- **What you need to do**: Please filter the entries and return only the lines that include "output".

* * * *

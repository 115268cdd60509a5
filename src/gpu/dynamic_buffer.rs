//! Dynamic GPU buffer management with automatic resizing
//!
//! Provides buffers that grow automatically when data exceeds capacity,
//! using a 2x growth strategy to minimize reallocations.

use std::marker::PhantomData;

/// Smallest allocation handed to wgpu.
const MIN_CAPACITY: usize = 64;

/// Capacity after a write of `needed` bytes into a buffer of `capacity`.
///
/// Unchanged when the data fits; otherwise 2x the request, and always at
/// least 1 KiB more than before. Growth stops at `max` unless the request
/// itself is larger.
#[must_use]
pub fn grown_capacity(needed: usize, capacity: usize, max: usize) -> usize {
    if needed <= capacity {
        capacity
    } else {
        needed
            .saturating_mul(2)
            .max(capacity + 1024)
            .min(max.max(needed))
    }
}

/// Largest buffer size `device` can bind with `usage`.
fn binding_limit(device: &wgpu::Device, usage: wgpu::BufferUsages) -> usize {
    let limits = device.limits();
    let mut max = limits.max_buffer_size;
    if usage.contains(wgpu::BufferUsages::STORAGE) {
        max = max.min(u64::from(limits.max_storage_buffer_binding_size));
    }
    usize::try_from(max).unwrap_or(usize::MAX)
}

/// A GPU buffer that can grow dynamically
///
/// Uses a 2x growth strategy when capacity is exceeded, capped at the
/// device's binding limit for the buffer's usage.
/// Never shrinks (GPU buffers cannot be resized in place).
pub struct DynamicBuffer {
    buffer: wgpu::Buffer,
    capacity: usize,     // Capacity in bytes
    max_capacity: usize, // Binding limit in bytes
    usage: wgpu::BufferUsages,
    label: String,
}

impl DynamicBuffer {
    /// Buffer with the given initial byte capacity.
    #[must_use]
    pub fn new(
        device: &wgpu::Device,
        label: &str,
        initial_capacity: usize,
        usage: wgpu::BufferUsages,
    ) -> Self {
        let max_capacity = binding_limit(device, usage);
        let capacity = initial_capacity.max(MIN_CAPACITY).min(max_capacity);
        Self {
            buffer: Self::allocate(device, label, capacity, usage),
            capacity,
            max_capacity,
            usage,
            label: label.to_owned(),
        }
    }

    fn allocate(
        device: &wgpu::Device,
        label: &str,
        capacity: usize,
        usage: wgpu::BufferUsages,
    ) -> wgpu::Buffer {
        device.create_buffer(&wgpu::BufferDescriptor {
            label: Some(label),
            size: capacity as u64,
            usage: usage | wgpu::BufferUsages::COPY_DST,
            mapped_at_creation: false,
        })
    }

    /// Write data to buffer, growing if necessary
    ///
    /// Returns `true` if buffer was reallocated (bind groups need recreation)
    pub fn write<T: bytemuck::Pod>(
        &mut self,
        device: &wgpu::Device,
        queue: &wgpu::Queue,
        data: &[T],
    ) -> bool {
        let data_bytes: &[u8] = bytemuck::cast_slice(data);
        let needed = data_bytes.len();

        let new_capacity =
            grown_capacity(needed, self.capacity, self.max_capacity);
        let reallocated = new_capacity != self.capacity;
        if reallocated {
            log::debug!(
                "{}: growing {} -> {} bytes",
                self.label,
                self.capacity,
                new_capacity
            );
            self.buffer =
                Self::allocate(device, &self.label, new_capacity, self.usage);
            self.capacity = new_capacity;
        }

        if needed > 0 {
            queue.write_buffer(&self.buffer, 0, data_bytes);
        }

        reallocated
    }

    /// The underlying buffer.
    #[must_use]
    pub fn buffer(&self) -> &wgpu::Buffer {
        &self.buffer
    }
}

/// Typed wrapper for DynamicBuffer with cleaner API
///
/// Tracks item count rather than byte length.
pub struct TypedBuffer<T> {
    inner: DynamicBuffer,
    count: usize,
    _marker: PhantomData<T>,
}

impl<T: bytemuck::Pod> TypedBuffer<T> {
    /// Specified initial capacity (in items).
    #[must_use]
    pub fn with_capacity(
        device: &wgpu::Device,
        label: &str,
        capacity: usize,
        usage: wgpu::BufferUsages,
    ) -> Self {
        let initial_capacity = size_of::<T>() * capacity;
        Self {
            inner: DynamicBuffer::new(device, label, initial_capacity, usage),
            count: 0,
            _marker: PhantomData,
        }
    }

    /// Write data to buffer, growing if necessary
    ///
    /// Returns `true` if buffer was reallocated (bind groups need recreation)
    pub fn write(
        &mut self,
        device: &wgpu::Device,
        queue: &wgpu::Queue,
        data: &[T],
    ) -> bool {
        self.count = data.len();
        self.inner.write(device, queue, data)
    }

    /// The underlying buffer.
    #[must_use]
    pub fn buffer(&self) -> &wgpu::Buffer {
        self.inner.buffer()
    }

    /// Items written by the last write.
    #[must_use]
    pub fn count(&self) -> usize {
        self.count
    }

    /// Whether the last write was empty.
    #[must_use]
    pub fn is_empty(&self) -> bool {
        self.count == 0
    }
}

#[cfg(test)]
mod tests {
    use super::*;

    const NO_LIMIT: usize = usize::MAX;
    // wgpu's default `max_storage_buffer_binding_size`.
    const STORAGE_LIMIT: usize = 128 << 20;

    #[test]
    fn fits_without_growth() {
        assert_eq!(grown_capacity(0, 64, NO_LIMIT), 64);
        assert_eq!(grown_capacity(64, 64, NO_LIMIT), 64);
    }

    #[test]
    fn grows_to_double_the_request() {
        assert_eq!(grown_capacity(64 * 15_000, 64, NO_LIMIT), 64 * 30_000);
    }

    #[test]
    fn small_overflow_grows_by_at_least_one_kib() {
        assert_eq!(grown_capacity(65, 64, NO_LIMIT), 64 + 1024);
    }

    #[test]
    fn growth_stops_at_the_binding_limit() {
        // 1.5M forest instances at 112 bytes fit, but twice that would not.
        let needed = 112 * 1_500_000;
        assert!(needed < STORAGE_LIMIT);
        assert_eq!(grown_capacity(needed, 64, STORAGE_LIMIT), STORAGE_LIMIT);
        assert_eq!(
            grown_capacity(STORAGE_LIMIT, 64, STORAGE_LIMIT),
            STORAGE_LIMIT
        );
    }
}
// -- Lint policy ---------------------------------------------------------
// This is the single source of truth for crate-wide lints.

// Broad lint groups
#![deny(clippy::all)]
#![deny(clippy::pedantic)]
#![deny(clippy::nursery)]
// Documentation
#![deny(missing_docs)]
#![deny(rustdoc::broken_intra_doc_links)]
#![deny(rustdoc::private_intra_doc_links)]
#![deny(rustdoc::bare_urls)]
// No panicking in library code
#![deny(clippy::unwrap_used)]
#![deny(clippy::expect_used)]
#![deny(clippy::panic)]
#![deny(clippy::todo)]
#![deny(clippy::unimplemented)]
// No debug/print artifacts
#![deny(clippy::dbg_macro)]
#![deny(clippy::print_stdout)]
#![deny(clippy::print_stderr)]
// Import hygiene
#![deny(clippy::wildcard_imports)]
// Complexity limits (thresholds in clippy.toml)
#![deny(clippy::cognitive_complexity)]
#![deny(clippy::excessive_nesting)]
// Function signature hygiene
#![deny(clippy::too_many_arguments)]
#![deny(clippy::fn_params_excessive_bools)]
// Clone / pass-by-value hygiene
#![deny(clippy::needless_pass_by_value)]
#![deny(clippy::implicit_clone)]
// String hygiene
#![deny(clippy::inefficient_to_string)]
#![deny(clippy::redundant_closure_for_method_calls)]
#![deny(clippy::manual_string_new)]
#![deny(clippy::str_to_string)]
// Cargo lints (warn, not deny since cargo lints can be noisy)
#![warn(clippy::cargo)]
// Unused / redundant code
#![deny(unused_results)]
#![deny(unused_qualifications)]
// Cast hygiene
#![deny(trivial_casts)]
#![deny(trivial_numeric_casts)]

//! GPU instancing demos built on wgpu.
//!
//! Two scenes share one engine: a forest of trees whose model matrices are
//! generated on the CPU and read from a storage buffer by instance index,
//! and a swarm of textured cubes whose matrices are produced every frame by
//! a compute pass from a fixed pool of seed points.
//!
//! # Key entry points
//!
//! - [`instancing::TransformGenerator`] - random per-instance transforms
//! - [`engine::DemoEngine`] - owns the GPU context, camera and active scene
//! - [`viewer::Viewer`] - standalone winit window running a demo
//! - [`options::Options`] - TOML-backed runtime configuration
//!
//! # Frame pipeline
//!
//! Each frame the engine (1) regenerates or reuses the instance transforms,
//! (2) uploads them, (3) binds them as a storage buffer, (4) issues one
//! instanced draw and (5) draws the FPS overlay.

pub mod camera;
pub mod engine;
pub mod error;
pub mod gpu;
pub mod input;
pub mod instancing;
pub mod mesh;
pub mod options;
pub mod renderer;
pub mod util;
pub mod viewer;

pub use engine::{DemoCommand, DemoEngine, DemoKind};
pub use error::DemoError;
pub use input::{InputEvent, MouseButton};
pub use viewer::Viewer;
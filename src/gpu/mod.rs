//! GPU resource management utilities.
//!
//! Provides wgpu device/surface initialization, dynamic buffer management,
//! textures, and bind-layout helpers.

/// Growable GPU buffers with automatic reallocation.
pub mod dynamic_buffer;
/// Shared wgpu boilerplate for bind group layouts and pipeline state.
pub mod pipeline_helpers;
/// wgpu device, surface, and queue initialization.
pub mod render_context;
/// Depth attachments and sampled image textures.
pub mod texture;
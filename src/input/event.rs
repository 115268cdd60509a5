/// Platform-agnostic input events.
///
/// These are fed into an [`InputProcessor`](super::InputProcessor) which
/// converts them into [`DemoCommand`](crate::DemoCommand) values.
#[derive(Debug, Clone, Copy, PartialEq)]
pub enum InputEvent {
    /// Cursor moved to absolute screen position.
    CursorMoved {
        /// Horizontal position in physical pixels.
        x: f32,
        /// Vertical position in physical pixels.
        y: f32,
    },
    /// Mouse button pressed or released.
    MouseButton {
        /// Which button changed.
        button: MouseButton,
        /// `true` for press, `false` for release.
        pressed: bool,
    },
    /// Scroll wheel (positive = toward the viewer).
    Scroll {
        /// Scroll amount; only the sign is used.
        delta: f32,
    },
}

/// Platform-agnostic mouse button identifier.
#[derive(Debug, Clone, Copy, PartialEq, Eq, Hash)]
pub enum MouseButton {
    /// Primary (left) mouse button: rotates the scene.
    Left,
    /// Secondary (right) mouse button: translates the scene.
    Right,
    /// Middle mouse button (wheel click).
    Middle,
}

impl From<winit::event::MouseButton> for MouseButton {
    fn from(button: winit::event::MouseButton) -> Self {
        match button {
            winit::event::MouseButton::Right => Self::Right,
            winit::event::MouseButton::Middle => Self::Middle,
            _ => Self::Left,
        }
    }
}
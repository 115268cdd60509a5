//! Camera system for 3D scene viewing.
//!
//! A fixed look-at camera plus a mouse-driven model transform applied to the
//! whole instanced scene.

/// Camera controller managing the model transform and GPU resources.
pub mod controller;
/// Core camera struct and GPU uniform types.
pub mod core;
/// Mouse-driven rotation/translation of the scene.
pub mod model_transform;
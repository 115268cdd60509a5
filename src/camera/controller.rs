use glam::{Vec2, Vec3};
use wgpu::util::DeviceExt;

use super::core::{Camera, CameraUniform};
use super::model_transform::ModelTransform;
use crate::gpu::pipeline_helpers;
use crate::gpu::render_context::RenderContext;
use crate::options::{CameraOptions, InputOptions, ViewOptions};

/// Owns the camera, the mouse-driven scene transform and the camera uniform
/// bind group (group 1 in every scene shader).
pub struct CameraController {
    /// Fixed look-at camera.
    pub camera: Camera,
    /// Scene transform driven by mouse drags.
    pub model: ModelTransform,
    uniform: CameraUniform,
    buffer: wgpu::Buffer,
    layout: wgpu::BindGroupLayout,
    bind_group: wgpu::BindGroup,

    rotate_speed: f32,
    pan_speed: f32,
    zoom_step: f32,
}

impl CameraController {
    /// Camera looking from `view.eye` to `view.target`, aspect taken from
    /// the surface.
    #[must_use]
    pub fn new(
        context: &RenderContext,
        options: &CameraOptions,
        view: &ViewOptions,
        input: &InputOptions,
    ) -> Self {
        let camera = Camera {
            eye: Vec3::from_array(view.eye),
            target: Vec3::from_array(view.target),
            up: Vec3::Y,
            aspect: context.width() as f32 / context.height().max(1) as f32,
            fovy: options.fovy,
            znear: options.znear,
            zfar: options.zfar,
        };
        let model = ModelTransform::default();

        let mut uniform = CameraUniform::new();
        uniform.update(&camera, model.matrix());

        let buffer = context.device.create_buffer_init(
            &wgpu::util::BufferInitDescriptor {
                label: Some("Camera Buffer"),
                contents: bytemuck::cast_slice(&[uniform]),
                usage: wgpu::BufferUsages::UNIFORM
                    | wgpu::BufferUsages::COPY_DST,
            },
        );

        let layout = context.device.create_bind_group_layout(
            &wgpu::BindGroupLayoutDescriptor {
                label: Some("Camera Bind Group Layout"),
                entries: &[pipeline_helpers::uniform_buffer(
                    0,
                    wgpu::ShaderStages::VERTEX
                        | wgpu::ShaderStages::FRAGMENT
                        | wgpu::ShaderStages::COMPUTE,
                )],
            },
        );

        let bind_group =
            context
                .device
                .create_bind_group(&wgpu::BindGroupDescriptor {
                    layout: &layout,
                    entries: &[wgpu::BindGroupEntry {
                        binding: 0,
                        resource: buffer.as_entire_binding(),
                    }],
                    label: Some("Camera Bind Group"),
                });

        Self {
            camera,
            model,
            uniform,
            buffer,
            layout,
            bind_group,
            rotate_speed: input.rotate_speed,
            pan_speed: input.pan_speed,
            zoom_step: input.zoom_step,
        }
    }

    /// Layout shared by every scene pipeline at group 1.
    #[must_use]
    pub fn layout(&self) -> &wgpu::BindGroupLayout {
        &self.layout
    }

    /// The camera bind group.
    #[must_use]
    pub fn bind_group(&self) -> &wgpu::BindGroup {
        &self.bind_group
    }

    /// Push the current camera and scene transform to the GPU.
    pub fn update_gpu(&mut self, queue: &wgpu::Queue) {
        self.uniform.update(&self.camera, self.model.matrix());
        queue.write_buffer(&self.buffer, 0, bytemuck::cast_slice(&[self.uniform]));
    }

    /// Match the projection to a new surface size.
    pub fn resize(&mut self, width: u32, height: u32) {
        if height > 0 {
            self.camera.aspect = width as f32 / height as f32;
        }
    }

    /// Spin the scene by a mouse drag in pixels.
    pub fn rotate(&mut self, delta: Vec2) {
        self.model.rotate(delta, self.rotate_speed);
    }

    /// Translate the scene by a mouse drag in pixels.
    pub fn pan(&mut self, delta: Vec2) {
        self.model.pan(delta, self.pan_speed);
    }

    /// Step the scene toward or away from the camera.
    pub fn zoom(&mut self, delta: f32) {
        self.model.zoom(delta, self.zoom_step);
    }

    /// Drop all mouse rotation and translation.
    pub fn reset(&mut self) {
        self.model = ModelTransform::default();
    }
}
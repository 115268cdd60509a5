//! Depth attachments and sampled image textures.

use std::path::Path;

/// Format used for every depth attachment.
pub const DEPTH_FORMAT: wgpu::TextureFormat = wgpu::TextureFormat::Depth32Float;

/// A depth texture sized to the surface.
pub struct DepthTexture {
    /// The underlying GPU texture.
    pub texture: wgpu::Texture,
    /// A default full-texture view.
    pub view: wgpu::TextureView,
}

impl DepthTexture {
    /// Create a depth texture with the given dimensions.
    #[must_use]
    pub fn new(device: &wgpu::Device, width: u32, height: u32) -> Self {
        let texture = device.create_texture(&wgpu::TextureDescriptor {
            label: Some("Depth Texture"),
            size: wgpu::Extent3d {
                width: width.max(1),
                height: height.max(1),
                depth_or_array_layers: 1,
            },
            mip_level_count: 1,
            sample_count: 1,
            dimension: wgpu::TextureDimension::D2,
            format: DEPTH_FORMAT,
            usage: wgpu::TextureUsages::RENDER_ATTACHMENT,
            view_formats: &[],
        });
        let view = texture.create_view(&wgpu::TextureViewDescriptor::default());
        Self { texture, view }
    }
}

/// Decoded RGBA8 pixels.
#[derive(Debug, Clone, PartialEq, Eq)]
pub struct Rgba8Image {
    /// Width in pixels.
    pub width: u32,
    /// Height in pixels.
    pub height: u32,
    /// Tightly packed rows, 4 bytes per pixel.
    pub pixels: Vec<u8>,
}

impl Rgba8Image {
    /// Two-tone checkerboard, `cells` squares per side.
    #[must_use]
    pub fn checkerboard(size: u32, cells: u32) -> Self {
        let size = size.max(1);
        let cell = (size / cells.max(1)).max(1);
        let mut pixels = Vec::with_capacity((size * size * 4) as usize);
        for y in 0..size {
            for x in 0..size {
                let light = ((x / cell) + (y / cell)) % 2 == 0;
                let rgba = if light {
                    [196, 150, 92, 255]
                } else {
                    [120, 84, 46, 255]
                };
                pixels.extend_from_slice(&rgba);
            }
        }
        Self {
            width: size,
            height: size,
            pixels,
        }
    }

    /// Decode an image file, or fall back to a checkerboard when it cannot
    /// be read.
    #[must_use]
    pub fn load_or_checkerboard(path: &Path) -> Self {
        match image::open(path) {
            Ok(img) => {
                let rgba = img.to_rgba8();
                let (width, height) = rgba.dimensions();
                log::info!("loaded texture {} ({width}x{height})", path.display());
                Self {
                    width,
                    height,
                    pixels: rgba.into_raw(),
                }
            }
            Err(e) => {
                log::warn!(
                    "could not load texture {}: {e}; using checkerboard",
                    path.display()
                );
                Self::checkerboard(256, 8)
            }
        }
    }
}

/// A 2D RGBA texture with its view and sampler.
pub struct SampledTexture {
    /// The underlying GPU texture.
    pub texture: wgpu::Texture,
    /// A default full-texture view.
    pub view: wgpu::TextureView,
    /// Nearest-filter, repeating sampler.
    pub sampler: wgpu::Sampler,
}

impl SampledTexture {
    /// Upload `image` into a new sRGB texture.
    #[must_use]
    pub fn from_image(
        device: &wgpu::Device,
        queue: &wgpu::Queue,
        label: &str,
        image: &Rgba8Image,
    ) -> Self {
        let size = wgpu::Extent3d {
            width: image.width,
            height: image.height,
            depth_or_array_layers: 1,
        };
        let texture = device.create_texture(&wgpu::TextureDescriptor {
            label: Some(label),
            size,
            mip_level_count: 1,
            sample_count: 1,
            dimension: wgpu::TextureDimension::D2,
            format: wgpu::TextureFormat::Rgba8UnormSrgb,
            usage: wgpu::TextureUsages::TEXTURE_BINDING
                | wgpu::TextureUsages::COPY_DST,
            view_formats: &[],
        });
        queue.write_texture(
            wgpu::TexelCopyTextureInfo {
                texture: &texture,
                mip_level: 0,
                origin: wgpu::Origin3d::ZERO,
                aspect: wgpu::TextureAspect::All,
            },
            &image.pixels,
            wgpu::TexelCopyBufferLayout {
                offset: 0,
                bytes_per_row: Some(4 * image.width),
                rows_per_image: Some(image.height),
            },
            size,
        );
        let view = texture.create_view(&wgpu::TextureViewDescriptor::default());
        let sampler = device.create_sampler(&wgpu::SamplerDescriptor {
            label: Some(label),
            address_mode_u: wgpu::AddressMode::Repeat,
            address_mode_v: wgpu::AddressMode::Repeat,
            mag_filter: wgpu::FilterMode::Nearest,
            min_filter: wgpu::FilterMode::Nearest,
            ..Default::default()
        });
        Self {
            texture,
            view,
            sampler,
        }
    }
}

#[cfg(test)]
mod tests {
    use super::*;

    #[test]
    fn checkerboard_alternates_cells() {
        let img = Rgba8Image::checkerboard(8, 2);
        assert_eq!(img.pixels.len(), 8 * 8 * 4);
        let px = |x: u32, y: u32| {
            let i = ((y * img.width + x) * 4) as usize;
            img.pixels[i]
        };
        assert_eq!(px(0, 0), px(3, 3));
        assert_ne!(px(0, 0), px(4, 0));
        assert_eq!(px(4, 0), px(0, 4));
    }

    #[test]
    fn missing_file_falls_back() {
        let img = Rgba8Image::load_or_checkerboard(Path::new(
            "definitely/not/here.bmp",
        ));
        assert_eq!((img.width, img.height), (256, 256));
    }
}
//! Per-instance transform data: generation, storage and count control.
//!
//! The forest scene samples a [`TransformGenerator`] into an
//! [`InstanceTable`] on the CPU; the cube scene keeps a pool of
//! [`seeds`] on the GPU and turns them into matrices there. Both gate their
//! buffer rebuilds on the dirty flag of an [`InstanceCount`].

/// Runtime-adjustable instance count with a rebuild flag.
pub mod count;
/// Random translation/scale transform sampling.
pub mod generator;
/// Seed-point distributions for GPU-side transform generation.
pub mod seeds;
/// The owned instance transform table.
pub mod table;

pub use count::{CountLimits, InstanceCount};
pub use generator::{
    ComposeOrder, Extent, GeneratorError, InstanceSample, ScaleMode,
    ScaleRange, TransformGenerator,
};
pub use table::{InstanceRaw, InstanceTable};

use rand::rngs::StdRng;
use rand::SeedableRng;

/// Build the random source used by the demos: deterministic when a seed is
/// configured, entropy-seeded otherwise.
#[must_use]
pub fn demo_rng(seed: Option<u64>) -> StdRng {
    seed.map_or_else(StdRng::from_os_rng, StdRng::seed_from_u64)
}
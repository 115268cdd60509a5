//! Cloud of textured cubes whose transforms are produced on the GPU.
//!
//! A fixed pool of seed points is uploaded once. Every frame a compute pass
//! turns the first `count` seeds into model matrices in a storage buffer,
//! which the instanced draw then reads by `instance_index`. The output
//! buffer is reallocated, and both bind groups rebuilt, whenever the count
//! changes.

use std::path::Path;

use wgpu::util::DeviceExt;

use super::{
    lighting_buffer, shader_module, surface_target, FrameInputs,
    InstancedScene,
};
use crate::camera::controller::CameraController;
use crate::gpu::pipeline_helpers::{self, PipelinePair};
use crate::gpu::render_context::{storage_item_limit, RenderContext};
use crate::gpu::texture::{Rgba8Image, SampledTexture};
use crate::instancing::{demo_rng, seeds, InstanceCount};
use crate::mesh::{self, GpuMesh};
use crate::options::{CubeOptions, LightingOptions};

/// Threads per compute workgroup; must match `cube_transform.wgsl`.
pub const WORKGROUP_SIZE: u32 = 64;

/// Bytes of one output model matrix.
const MATRIX_SIZE: u64 = size_of::<[[f32; 4]; 4]>() as u64;

/// Workgroups needed to cover `count` instances.
#[must_use]
pub fn workgroup_count(count: u32) -> u32 {
    count.div_ceil(WORKGROUP_SIZE)
}

/// Seed pool size for a requested `max_instances`: at least one, and no
/// more than one model-matrix binding or one dispatch row can cover.
#[must_use]
pub fn pool_size(requested: u32, limits: &wgpu::Limits) -> u32 {
    let dispatchable = limits
        .max_compute_workgroups_per_dimension
        .saturating_mul(WORKGROUP_SIZE);
    requested
        .max(1)
        .min(storage_item_limit(limits, MATRIX_SIZE))
        .min(dispatchable)
}

/// Uniform block for the transform pass.
#[repr(C)]
#[derive(Debug, Clone, Copy, PartialEq, bytemuck::Pod, bytemuck::Zeroable)]
pub struct TransformParams {
    /// Spin speed, bob height, bob frequency, scale.
    pub data: [f32; 4],
    /// Seconds since start.
    pub time: f32,
    /// Instances to write.
    pub count: u32,
    /// Half edge length of one cube.
    pub cube_scale: f32,
    _pad: f32,
}

impl TransformParams {
    /// Parameters for one frame.
    #[must_use]
    pub fn new(data: [f32; 4], time: f32, count: u32, cube_scale: f32) -> Self {
        Self {
            data,
            time,
            count,
            cube_scale,
            _pad: 0.0,
        }
    }
}

/// GPU-animated cube renderer.
pub struct CubeScene {
    mesh: GpuMesh,
    count: InstanceCount,
    data: [f32; 4],
    cube_scale: f32,

    seeds: wgpu::Buffer,
    params: wgpu::Buffer,
    lighting: wgpu::Buffer,
    texture: SampledTexture,
    models: wgpu::Buffer,
    models_len: usize,

    compute_layout: wgpu::BindGroupLayout,
    compute_bind_group: wgpu::BindGroup,
    compute_pipeline: wgpu::ComputePipeline,

    draw_layout: wgpu::BindGroupLayout,
    draw_bind_group: wgpu::BindGroup,
    pipelines: PipelinePair,
}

* * * *

- **Answer box**:
//! which the instanced draw then reads by `instance_index`. The output
/// Bytes of one output model matrix.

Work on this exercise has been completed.